Originally Posted by makeinu
It's not nonsensical at all. The difference in mechnical engineering was exactly the comparison I was making. You were the one that said, "the more complex the machine the more often and more elaborate the maintenance required". My response was that the mechanical engineering is obviously more important and that simplicity has very little to do with it.
This is a whole topic of discussion in itself. There's some fundamental differences between the drivetrain in a car and in a bicycle. The most relevant one here is that in the car the drivetrain runs enclosed in an oil bath whereas the bicycle drivetrain does not.
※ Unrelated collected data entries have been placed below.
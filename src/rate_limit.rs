//! Per-client fixed-window rate limiting.

use std::collections::HashMap;
use std::sync::{Mutex, PoisonError};
use std::time::{Duration, Instant};

/// Counter state for one client's current window.
#[derive(Debug, Clone, Copy)]
struct Bucket {
    window_start: Instant,
    count: u32,
}

/// Fixed-window request counter, one window per client.
///
/// Coarse on purpose: a burst straddling a window boundary can reach about
/// twice the nominal rate. State is in-memory and lost on restart.
#[derive(Debug)]
pub struct FixedWindowLimiter {
    window: Duration,
    buckets: Mutex<HashMap<String, Bucket>>,
}

impl FixedWindowLimiter {
    pub fn new(window: Duration) -> Self {
        Self {
            window,
            buckets: Mutex::new(HashMap::new()),
        }
    }

    pub fn window(&self) -> Duration {
        self.window
    }

    /// Count one request for `client_id`; `true` if it fits in `limit`.
    pub fn check(&self, client_id: &str, limit: u32) -> bool {
        self.check_at(client_id, limit, Instant::now())
    }

    pub fn check_at(&self, client_id: &str, limit: u32, now: Instant) -> bool {
        let mut buckets = self.buckets.lock().unwrap_or_else(PoisonError::into_inner);

        let bucket = buckets
            .entry(client_id.to_string())
            .or_insert(Bucket {
                window_start: now,
                count: 0,
            });
        if now.saturating_duration_since(bucket.window_start) >= self.window {
            *bucket = Bucket {
                window_start: now,
                count: 0,
            };
        }

        bucket.count = bucket.count.saturating_add(1);
        bucket.count <= limit
    }

    /// Drop buckets whose window has already elapsed.
    pub fn prune(&self) {
        let now = Instant::now();
        let window = self.window;
        self.buckets
            .lock()
            .unwrap_or_else(PoisonError::into_inner)
            .retain(|_, b| now.saturating_duration_since(b.window_start) < window);
    }

    pub fn tracked_clients(&self) -> usize {
        self.buckets
            .lock()
            .unwrap_or_else(PoisonError::into_inner)
            .len()
    }
}
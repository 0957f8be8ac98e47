//! Release tags
//!
//! A release is an immutable, named pointer at one committed revision.
//! Tag names have the form `{type}/{item_id}/{version}`.

use std::sync::Arc;

use chrono::{DateTime, Utc};
use serde::{Deserialize, Serialize};
use tracing::{info, instrument};

use crate::checksum::Fingerprint;
use crate::error::Result;
use crate::item::{ItemId, ItemPath, ItemType};
use crate::store::{RevisionId, RevisionRef, RevisionStore};
use crate::version::{ReleaseVersion, VersionPolicy};

/// Build the tag name for a release
pub fn tag_name(item_type: ItemType, item_id: &ItemId, version: &ReleaseVersion) -> String {
    format!("{}/{}/{}", item_type, item_id, version)
}

/// Split a tag name into its parts, if it is one
pub fn parse_tag_name(name: &str) -> Option<(ItemType, ItemId, ReleaseVersion)> {
    let mut parts = name.splitn(3, '/');
    let item_type = parts.next()?.parse::<ItemType>().ok()?;
    let id = ItemId::parse(parts.next()?).ok()?;
    let version = ReleaseVersion::parse(parts.next()?).ok()?;
    Some((item_type, id, version))
}

/// An immutable release record
#[derive(Debug, Clone, PartialEq, Eq, Serialize, Deserialize)]
pub struct Release {
    pub item_id: ItemId,
    pub item_type: ItemType,
    pub version: ReleaseVersion,
    pub channel: String,
    pub notes: String,
    pub revision_id: RevisionId,
    pub released_at: DateTime<Utc>,
    pub released_by: String,
    /// SHA256 of the released content
    pub checksum: Fingerprint,
    #[serde(default, skip_serializing_if = "Option::is_none")]
    pub rollback_from: Option<ReleaseVersion>,
}

impl Release {
    pub fn tag_name(&self) -> String {
        tag_name(self.item_type, &self.item_id, &self.version)
    }

    pub fn is_rollback(&self) -> bool {
        self.rollback_from.is_some()
    }
}

/// Release metadata supplied by the caller
#[derive(Debug, Clone, Default)]
pub struct ReleaseMeta {
    pub channel: String,
    pub notes: String,
    pub released_by: String,
    pub rollback_from: Option<ReleaseVersion>,
}

impl ReleaseMeta {
    pub fn new(channel: impl Into<String>, notes: impl Into<String>, released_by: impl Into<String>) -> Self {
        Self {
            channel: channel.into(),
            notes: notes.into(),
            released_by: released_by.into(),
            rollback_from: None,
        }
    }

    pub fn rollback_from(mut self, version: ReleaseVersion) -> Self {
        self.rollback_from = Some(version);
        self
    }
}

/// Creates and looks up releases
#[derive(Clone)]
pub struct TagManager {
    store: Arc<RevisionStore>,
}

impl TagManager {
    pub fn new(store: Arc<RevisionStore>) -> Self {
        Self { store }
    }

    /// Tag `base_revision` as `version`. Fails if the tag name exists.
    #[instrument(skip(self, meta), fields(channel = %meta.channel))]
    pub fn create_release(
        &self,
        item_id: &ItemId,
        version: &ReleaseVersion,
        base_revision: RevisionId,
        meta: ReleaseMeta,
    ) -> Result<Release> {
        let item = self.store.get_item(item_id)?;
        let path = ItemPath::new(item.item_type(), item_id.clone()).to_string();
        let revision = self
            .store
            .resolve(&path, Some(&RevisionRef::Revision(base_revision)))?;

        let release = Release {
            item_id: item_id.clone(),
            item_type: item.item_type(),
            version: version.clone(),
            channel: meta.channel,
            notes: meta.notes,
            revision_id: base_revision,
            released_at: Utc::now(),
            released_by: meta.released_by,
            checksum: revision.fingerprint,
            rollback_from: meta.rollback_from,
        };

        let release = self.store.insert_release(release)?;
        info!(tag = %release.tag_name(), revision = %base_revision, "created release");
        Ok(release)
    }

    /// Releases in ascending version order, optionally limited to versions
    /// whose string form starts with `prefix` (with or without the leading `v`)
    pub fn list_releases(&self, item_id: &ItemId, prefix: Option<&str>) -> Result<Vec<Release>> {
        let releases = self.store.releases(item_id)?;
        let Some(prefix) = prefix else {
            return Ok(releases);
        };
        let prefix = if prefix.starts_with('v') {
            prefix.to_string()
        } else {
            format!("v{}", prefix)
        };
        Ok(releases
            .into_iter()
            .filter(|r| r.version.to_string().starts_with(&prefix))
            .collect())
    }

    pub fn get_release(&self, item_id: &ItemId, version: &ReleaseVersion) -> Result<Release> {
        self.store.release(item_id, version)
    }

    /// Latest stable release, falling back to the latest prerelease
    pub fn latest_release(&self, item_id: &ItemId) -> Result<Option<Release>> {
        let releases = self.store.releases(item_id)?;
        let latest = VersionPolicy::latest_stable(releases.iter().map(|r| &r.version));
        Ok(latest.and_then(|v| releases.into_iter().find(|r| r.version == v)))
    }

    /// Highest version of any release, stable or not
    pub fn highest_version(&self, item_id: &ItemId) -> Result<Option<ReleaseVersion>> {
        Ok(self.store.releases(item_id)?.pop().map(|r| r.version))
    }
}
Let me give you a real world illustration of what that means - in a motorcycle, what is the difference in service life between the chain that connects the engine and the gearbox which runs fully enclosed in an oil bath, and the chain that drives the rear wheel which runs in the elements? there's a huge difference in service intervals for two reasons: 1/ big difference in lubrication and 2/ the big difference in exposure to foreign contaminants. Can you see why comparing the car's drivetrain to the bicycle's drivetrain is meaningless?

What you can compare is identical bicycle drivetrains on bikes that ride in different terrain and weather conditions, or you can compare an open chain with one that's enclosed in a chaincase, or one that's enclosed in a chaincase that runs an oil bath (hello! now we're looking at really extending service intervals )

Last edited by Cyclaholic; 02-04-08 at 06:26 PM.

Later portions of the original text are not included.